Repeat the entries verbatim.

──────── Input material

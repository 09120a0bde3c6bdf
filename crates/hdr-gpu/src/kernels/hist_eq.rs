use bytemuck::{Pod, Zeroable};
use hdr_core::filters::HistEqParams;
use hdr_core::{FilterError, PixelBuffer, StatusSink};
use tracing::debug;

use super::{WORKGROUP_SIZE, dispatch, encoder, pixel_workgroups, reduction_workgroups, submit};
use crate::buffer::{
    bind_buffers, download_pixels, pixel_bytes, storage, uniform, upload_pixels,
};
use crate::context::GpuContext;
use crate::program::{BindingKind, Program, create_layout, create_pipeline_layout};

#[repr(C)]
#[derive(Clone, Copy, Pod, Zeroable)]
struct Config {
    pixel_count: u32,
    bins: u32,
    groups: u32,
    _pad: u32,
}

/// partial_histogram -> merge_histogram -> cumulative (scan and level
/// table) -> remap.
pub struct HistEqKernels {
    layout: wgpu::BindGroupLayout,
    partial_hist: wgpu::ComputePipeline,
    merge_hist: wgpu::ComputePipeline,
    cdf: wgpu::ComputePipeline,
    remap: wgpu::ComputePipeline,
}

impl HistEqKernels {
    pub async fn new(ctx: &GpuContext) -> Result<Self, FilterError> {
        use BindingKind::*;
        let layout = create_layout(
            &ctx.device,
            "hist_eq_bgl",
            &[
                Uniform,
                StorageRead,
                StorageReadWrite,
                StorageReadWrite,
                StorageReadWrite,
                StorageReadWrite,
            ],
        );
        let pipeline_layout = create_pipeline_layout(&ctx.device, "hist_eq_layout", &[&layout]);
        Program::build(
            &ctx.device,
            "hist_eq",
            super::shader_source!("hist_eq.wgsl"),
            |program| Self {
                partial_hist: program.pipeline("partial_histogram", &pipeline_layout),
                merge_hist: program.pipeline("merge_histogram", &pipeline_layout),
                cdf: program.pipeline("cumulative", &pipeline_layout),
                remap: program.pipeline("remap", &pipeline_layout),
                layout,
            },
        )
        .await
    }

    pub fn run(
        &self,
        ctx: &GpuContext,
        input: &PixelBuffer,
        params: &HistEqParams,
        status: &StatusSink,
    ) -> Result<PixelBuffer, FilterError> {
        let n = input.pixel_count();
        if n == 0 {
            return Ok(input.clone());
        }
        let pixel_count = u32::try_from(n).map_err(|_| {
            FilterError::InvalidInput(format!("{n} pixels exceed the GPU histogram counters"))
        })?;
        let bins = params.bins;
        let groups = reduction_workgroups(n);
        let workgroups = pixel_workgroups(n);
        status.report(&format!(
            "Local size: {WORKGROUP_SIZE} Global size: {}",
            workgroups as usize * WORKGROUP_SIZE
        ));

        let config = uniform(
            &ctx.device,
            "hist_eq_config",
            &Config {
                pixel_count,
                bins,
                groups,
                _pad: 0,
            },
        );
        let input_buf = upload_pixels(ctx, "hist_eq_input", input)?;
        let output_buf = storage(&ctx.device, "hist_eq_output", pixel_bytes(n));
        let partial = storage(&ctx.device, "hist_eq_partial", u64::from(groups * bins) * 4);
        let hist = storage(&ctx.device, "hist_eq_hist", u64::from(bins) * 4);
        let cdf = storage(&ctx.device, "hist_eq_cdf", u64::from(bins + 1) * 4);

        let bind_group = bind_buffers(
            &ctx.device,
            "hist_eq_bg",
            &self.layout,
            &[&config, &input_buf, &output_buf, &partial, &hist, &cdf],
        );
        let groups0: &[(&wgpu::BindGroup, &[u32])] = &[(&bind_group, &[])];

        let mut enc = encoder(ctx, "hist_eq_encoder");
        for (entry, pipeline, size) in [
            ("partial_histogram", &self.partial_hist, groups),
            ("merge_histogram", &self.merge_hist, 1),
            ("cumulative", &self.cdf, 1),
            ("remap", &self.remap, workgroups),
        ] {
            dispatch(&mut enc, entry, pipeline, groups0, size);
        }
        submit(ctx, enc);

        debug!(pixels = n, bins, groups, "GPU histogram equalization");
        download_pixels(ctx, &output_buf, input.width, input.height)
    }
}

────────────────

_Problem solution_
repository 09120a0bde3c6bdf
filename crates/hdr-gpu/src/kernels/hist_eq.rs
use bytemuck::{Pod, Zeroable};
use hdr_core::filters::HistEqParams;
use hdr_core::{FilterError, PixelBuffer, StatusSink};
use tracing::debug;

use super::{WORKGROUP_SIZE, dispatch, encoder, pixel_workgroups, reduction_workgroups, submit};
use crate::buffer::{
    bind_buffers, download_pixels, pixel_bytes, storage, uniform, upload_pixels,
};
use crate::context::GpuContext;
use crate::program::{BindingKind, Program, create_layout, create_pipeline_layout};

#[repr(C)]
#[derive(Clone, Copy, Pod, Zeroable)]
struct Config {
    pixel_count: u32,
    bins: u32,
    groups: u32,
    _pad: u32,
}

/// partial_histogram -> merge_histogram -> cumulative (scan and level
/// table) -> remap.
pub struct HistEqKernels {
    layout: wgpu::BindGroupLayout,
    partial_hist: wgpu::ComputePipeline,
    merge_hist: wgpu::ComputePipeline,
    cdf: wgpu::ComputePipeline,
    remap: wgpu::ComputePipeline,
}

impl HistEqKernels {
    pub async fn new(ctx: &GpuContext) -> Result<Self, FilterError> {
        use BindingKind::*;
        let layout = create_layout(
            &ctx.device,
            "hist_eq_bgl",
            &[
                Uniform,
                StorageRead,
                StorageReadWrite,
                StorageReadWrite,
                StorageReadWrite,
                StorageReadWrite,
            ],
        );
        let pipeline_layout = create_pipeline_layout(&ctx.device, "hist_eq_layout", &[&layout]);
        Program::build(
            &ctx.device,
            "hist_eq",
            super::shader_source!("hist_eq.wgsl"),
            |program| Self {
                partial_hist: program.pipeline("partial_histogram", &pipeline_layout),
                merge_hist: program.pipeline("merge_histogram", &pipeline_layout),
                cdf: program.pipeline("cumulative", &pipeline_layout),
                remap: program.pipeline("remap", &pipeline_layout),
                layout,
            },
        )
        .await
    }

    pub fn run(
        &self,
        ctx: &GpuContext,
        input: &PixelBuffer,
        params: &HistEqParams,
        status: &StatusSink,
    ) -> Result<PixelBuffer, FilterError> {
        let n = input.pixel_count();
        if n == 0 {
            return Ok(input.clone());
        }
        let pixel_count = u32::try_from(n).map_err(|_| {
            FilterError::InvalidInput(format!("{n} pixels exceed the GPU histogram counters"))
        })?;
        let bins = params.bins;
        let groups = reduction_workgroups(n);
        let workgroups = pixel_workgroups(n);
        status.report(&format!(
            "Local size: {WORKGROUP_SIZE} Global size: {}",
            workgroups as usize * WORKGROUP_SIZE
        ));

        let config = uniform(
            &ctx.device,
            "hist_eq_config",
            &Config {
                pixel_count,
                bins,
                groups,
                _pad: 0,
            },
        );
        let input_buf = upload_pixels(ctx, "hist_eq_input", input)?;
        let output_buf = storage(&ctx.device, "hist_eq_output", pixel_bytes(n));
        let partial = storage(&ctx.device, "hist_eq_partial", u64::from(groups * bins) * 4);
        let hist = storage(&ctx.device, "hist_eq_hist", u64::from(bins) * 4);
        let cdf = storage(&ctx.device, "hist_eq_cdf", u64::from(bins + 1) * 4);

        let bind_group = bind_buffers(
            &ctx.device,
            "hist_eq_bg",
            &self.layout,
            &[&config, &input_buf, &output_buf, &partial, &hist, &cdf],
        );
        let groups0: &[(&wgpu::BindGroup, &[u32])] = &[(&bind_group, &[])];

        let mut enc = encoder(ctx, "hist_eq_encoder");
        for (entry, pipeline, size) in [
            ("partial_histogram", &self.partial_hist, groups),
            ("merge_histogram", &self.merge_hist, 1),
            ("cumulative", &self.cdf, 1),
            ("remap", &self.remap, workgroups),
        ] {
            dispatch(&mut enc, entry, pipeline, groups0, size);
        }
        submit(ctx, enc);

        debug!(pixels = n, bins, groups, "GPU histogram equalization");
        download_pixels(ctx, &output_buf, input.width, input.height)
    }
}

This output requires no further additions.